Yes the grain is probably causing the coat issues. There's a lot less shedding and much better coats if you get the dog off the grains.


----------



## Midnight351 (Sep 10, 2010)

Well we decided on Acana wild Prairie as that is what my local petstore had. They also have orijen but no TOTW. They were out of a few varieties of Acana and orijen due to a temporary shortage. If he does well will rotate through the other varieties. He does well with rotation in a brand but I am going to have to do a slow transition from the Merricks to Acana so there are no disasters. Apparently the complaints I have with the Merricks Dry are common from other people. Anyways, the only thing i am slightly worried about now is weight gain. midnight has gained about 3 pounds over about 3-4 years that are hard to lose. being an older dog and not fat but not overly thin, I don't want him to gain more and would prefer that he lose those 3-4 pounds. Apparently the Merricks has 375 calories per cup and the acana has 425. I used to feed 1 and 1/2 cups dry plus a half can of wet a day. I think I will drop the dry to 1 cup and keep the half as he enjoys it. That does seem kinda low on calories though but it is a rich food. The canned that i use are Merricks canned, EVO, Instinct, Evangers, Blue Buffalo ect. Higher quality and grain free when I can.

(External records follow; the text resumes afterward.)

//! Managed records, address families and provider credentials

use serde::{Deserialize, Serialize};
use std::fmt;
use std::net::IpAddr;

/// Subdomain sentinel meaning "the domain itself"
pub const ROOT_DOMAIN: &str = "@";

/// Address family of a managed record
#[derive(Debug, Clone, Copy, PartialEq, Eq, Hash, Serialize, Deserialize)]
#[serde(rename_all = "lowercase")]
pub enum AddressFamily {
    /// IPv4, published as an A record
    #[serde(alias = "IPV4", alias = "v4")]
    Ipv4,
    /// IPv6, published as an AAAA record
    #[serde(alias = "IPV6", alias = "v6")]
    Ipv6,
}

impl AddressFamily {
    /// DNS record type carrying addresses of this family
    pub fn record_type(self) -> &'static str {
        match self {
            AddressFamily::Ipv4 => "A",
            AddressFamily::Ipv6 => "AAAA",
        }
    }

    /// Family of a concrete address
    pub fn of(ip: &IpAddr) -> Self {
        match ip {
            IpAddr::V4(_) => AddressFamily::Ipv4,
            IpAddr::V6(_) => AddressFamily::Ipv6,
        }
    }

    /// Whether `ip` belongs to this family
    pub fn matches(self, ip: &IpAddr) -> bool {
        Self::of(ip) == self
    }
}

impl fmt::Display for AddressFamily {
    fn fmt(&self, f: &mut fmt::Formatter<'_>) -> fmt::Result {
        match self {
            AddressFamily::Ipv4 => f.write_str("IPv4"),
            AddressFamily::Ipv6 => f.write_str("IPv6"),
        }
    }
}

/// One (domain, subdomain, family, provider) tuple kept in sync with the
/// detected address.
///
/// Built from configuration at startup and never mutated afterwards. Moving a
/// name to another family means configuring a new record.
#[derive(Debug, Clone, PartialEq, Eq, Hash, Serialize, Deserialize)]
pub struct ManagedRecord {
    /// Registered domain, e.g. "example.com"
    pub domain: String,
    /// Host label below the domain, or [`ROOT_DOMAIN`]
    pub subdomain: String,
    /// Address family
    pub family: AddressFamily,
    /// Key of the credential entry in the configuration's provider map
    pub provider: String,
}

impl ManagedRecord {
    /// Create a managed record
    pub fn new(
        domain: impl Into<String>,
        subdomain: impl Into<String>,
        family: AddressFamily,
        provider: impl Into<String>,
    ) -> Self {
        Self {
            domain: domain.into(),
            subdomain: subdomain.into(),
            family,
            provider: provider.into(),
        }
    }

    /// Whether this record targets the domain apex
    pub fn is_root(&self) -> bool {
        self.subdomain.is_empty() || self.subdomain == ROOT_DOMAIN
    }

    /// Fully qualified record name, without trailing dot
    pub fn fqdn(&self) -> String {
        if self.is_root() {
            self.domain.clone()
        } else {
            format!("{}.{}", self.subdomain, self.domain)
        }
    }

    /// DNS record type (A or AAAA)
    pub fn record_type(&self) -> &'static str {
        self.family.record_type()
    }

    /// The published record this describes: lowercase name plus family
    ///
    /// Two descriptors with the same identity write the same DNS record,
    /// whatever provider entry they go through.
    pub fn identity(&self) -> (String, AddressFamily) {
        (self.fqdn().to_ascii_lowercase(), self.family)
    }
}

impl fmt::Display for ManagedRecord {
    fn fmt(&self, f: &mut fmt::Formatter<'_>) -> fmt::Result {
        write!(f, "{} ({})", self.fqdn(), self.record_type())
    }
}

/// A credential field a provider may require
#[derive(Debug, Clone, Copy, PartialEq, Eq, Hash)]
pub enum CredentialField {
    Username,
    Email,
    Password,
    LoginToken,
    AppKey,
    AppSecret,
    ConsumerKey,
}

impl CredentialField {
    /// Configuration key of the field
    pub fn key(self) -> &'static str {
        match self {
            CredentialField::Username => "username",
            CredentialField::Email => "email",
            CredentialField::Password => "password",
            CredentialField::LoginToken => "login_token",
            CredentialField::AppKey => "app_key",
            CredentialField::AppSecret => "app_secret",
            CredentialField::ConsumerKey => "consumer_key",
        }
    }
}

/// Credentials for one provider account
///
/// Which fields must be present depends on the provider; the registry checks
/// them against the provider's declared schema before building a client.
#[derive(Clone, Default, PartialEq, Eq, Serialize, Deserialize)]
pub struct ProviderCredential {
    /// Provider name as listed in the registry (e.g. "Cloudflare")
    pub provider: String,
    #[serde(default)]
    pub username: Option<String>,
    #[serde(default)]
    pub email: Option<String>,
    #[serde(default)]
    pub password: Option<String>,
    #[serde(default)]
    pub login_token: Option<String>,
    #[serde(default)]
    pub app_key: Option<String>,
    #[serde(default)]
    pub app_secret: Option<String>,
    #[serde(default)]
    pub consumer_key: Option<String>,
}

impl ProviderCredential {
    /// Create an empty credential for `provider`
    pub fn new(provider: impl Into<String>) -> Self {
        Self {
            provider: provider.into(),
            ..Self::default()
        }
    }

    /// Set a field, builder style
    pub fn with(mut self, field: CredentialField, value: impl Into<String>) -> Self {
        let value = Some(value.into());
        match field {
            CredentialField::Username => self.username = value,
            CredentialField::Email => self.email = value,
            CredentialField::Password => self.password = value,
            CredentialField::LoginToken => self.login_token = value,
            CredentialField::AppKey => self.app_key = value,
            CredentialField::AppSecret => self.app_secret = value,
            CredentialField::ConsumerKey => self.consumer_key = value,
        }
        self
    }

    /// Value of a field, treating empty strings as absent
    pub fn get(&self, field: CredentialField) -> Option<&str> {
        let value = match field {
            CredentialField::Username => &self.username,
            CredentialField::Email => &self.email,
            CredentialField::Password => &self.password,
            CredentialField::LoginToken => &self.login_token,
            CredentialField::AppKey => &self.app_key,
            CredentialField::AppSecret => &self.app_secret,
            CredentialField::ConsumerKey => &self.consumer_key,
        };
        value.as_deref().filter(|v| !v.is_empty())
    }

    /// Value of a field that the provider schema guarantees to be present
    pub fn require(&self, field: CredentialField) -> crate::Result<&str> {
        self.get(field).ok_or_else(|| {
            crate::Error::config(format!(
                "{} credential is missing required field '{}'",
                self.provider,
                field.key()
            ))
        })
    }

    /// Fields from `required` that are absent or empty
    pub fn missing(&self, required: &[CredentialField]) -> Vec<CredentialField> {
        required
            .iter()
            .copied()
            .filter(|field| self.get(*field).is_none())
            .collect()
    }
}

// Secrets never leave the process through Debug output
impl fmt::Debug for ProviderCredential {
    fn fmt(&self, f: &mut fmt::Formatter<'_>) -> fmt::Result {
        let redact = |v: &Option<String>| v.as_ref().map(|_| "<REDACTED>");
        f.debug_struct("ProviderCredential")
            .field("provider", &self.provider)
            .field("username", &self.username)
            .field("email", &self.email)
            .field("password", &redact(&self.password))
            .field("login_token", &redact(&self.login_token))
            .field("app_key", &redact(&self.app_key))
            .field("app_secret", &redact(&self.app_secret))
            .field("consumer_key", &redact(&self.consumer_key))
            .finish()
    }
}
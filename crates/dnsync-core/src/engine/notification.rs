//! Notifications emitted by the reconcile loop

use crate::record::ManagedRecord;
use chrono::{DateTime, Utc};
use serde::Serialize;
use std::fmt;
use std::net::IpAddr;

/// Stage of a reconciliation cycle
#[derive(Debug, Clone, Copy, PartialEq, Eq, Hash, Serialize)]
#[serde(rename_all = "snake_case")]
pub enum Stage {
    Detection,
    Resolution,
    Apply,
}

impl fmt::Display for Stage {
    fn fmt(&self, f: &mut fmt::Formatter<'_>) -> fmt::Result {
        f.write_str(match self {
            Stage::Detection => "detection",
            Stage::Resolution => "resolution",
            Stage::Apply => "apply",
        })
    }
}

/// What happened to a record
#[derive(Debug, Clone, PartialEq, Eq, Serialize)]
#[serde(tag = "kind", rename_all = "snake_case")]
pub enum NotificationKind {
    /// Record did not exist and was created
    Created { ip: IpAddr },

    /// Record now points at a new address
    Updated {
        previous_ip: Option<IpAddr>,
        ip: IpAddr,
    },

    /// A cycle failed while the budget is healthy
    Failed {
        stage: Stage,
        consecutive_failures: u32,
    },

    /// A cycle failed while the budget is tripped
    RepeatedFailure {
        stage: Stage,
        consecutive_failures: u32,
    },

    /// The failure budget just tripped
    BudgetTripped { consecutive_failures: u32 },

    /// A success brought a tripped budget back to healthy
    BudgetReset,
}

impl NotificationKind {
    /// Stable name of the kind
    pub fn name(&self) -> &'static str {
        match self {
            NotificationKind::Created { .. } => "created",
            NotificationKind::Updated { .. } => "updated",
            NotificationKind::Failed { .. } => "failed",
            NotificationKind::RepeatedFailure { .. } => "repeated_failure",
            NotificationKind::BudgetTripped { .. } => "budget_tripped",
            NotificationKind::BudgetReset => "budget_reset",
        }
    }

    /// Address the notification is about, if any
    pub fn ip(&self) -> Option<IpAddr> {
        match self {
            NotificationKind::Created { ip } | NotificationKind::Updated { ip, .. } => Some(*ip),
            _ => None,
        }
    }

    /// Whether this reports a problem
    pub fn is_failure(&self) -> bool {
        matches!(
            self,
            NotificationKind::Failed { .. }
                | NotificationKind::RepeatedFailure { .. }
                | NotificationKind::BudgetTripped { .. }
        )
    }
}

/// One structured event for the external notifier
#[derive(Debug, Clone, PartialEq, Eq, Serialize)]
pub struct Notification {
    /// Which record
    pub record: ManagedRecord,
    /// What happened
    #[serde(flatten)]
    pub kind: NotificationKind,
    /// When
    pub at: DateTime<Utc>,
    /// Human-readable detail (error message, provider outcome)
    pub detail: String,
}
//! Core traits for dnsync
//!
//! This module defines the abstract interfaces that all implementations must follow.
//!
//! - [`IpDetector`]: Find the current public address of a family
//! - [`RecordResolver`]: Read the address a record currently publishes
//! - [`DnsProvider`]: Create or update records via provider APIs
//! - [`Notifier`]: Deliver engine notifications

pub mod ip_detector;
pub mod record_resolver;
pub mod dns_provider;
pub mod notifier;

pub use ip_detector::{DetectionResult, IpDetector, IpDetectorFactory};
pub use record_resolver::{ProviderResolver, RecordResolver, RecordResolverFactory};
pub use dns_provider::{ApplyOutcome, ClientOptions, DnsProvider, DnsProviderFactory};
pub use notifier::Notifier;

I could go a third of a can and keep the 1/2 cup of dry just not sure. Being 11 yo he is slowing down, but not too badly. He plays with the cat and runs around the house at times and we go for a 40 minute to hour walk every day weather permitting lately. Once better weather comes the walks will be better. Anyways I really hope the grain free is the way to go for his coat, but I hope he wont balloon up on the food either.


----------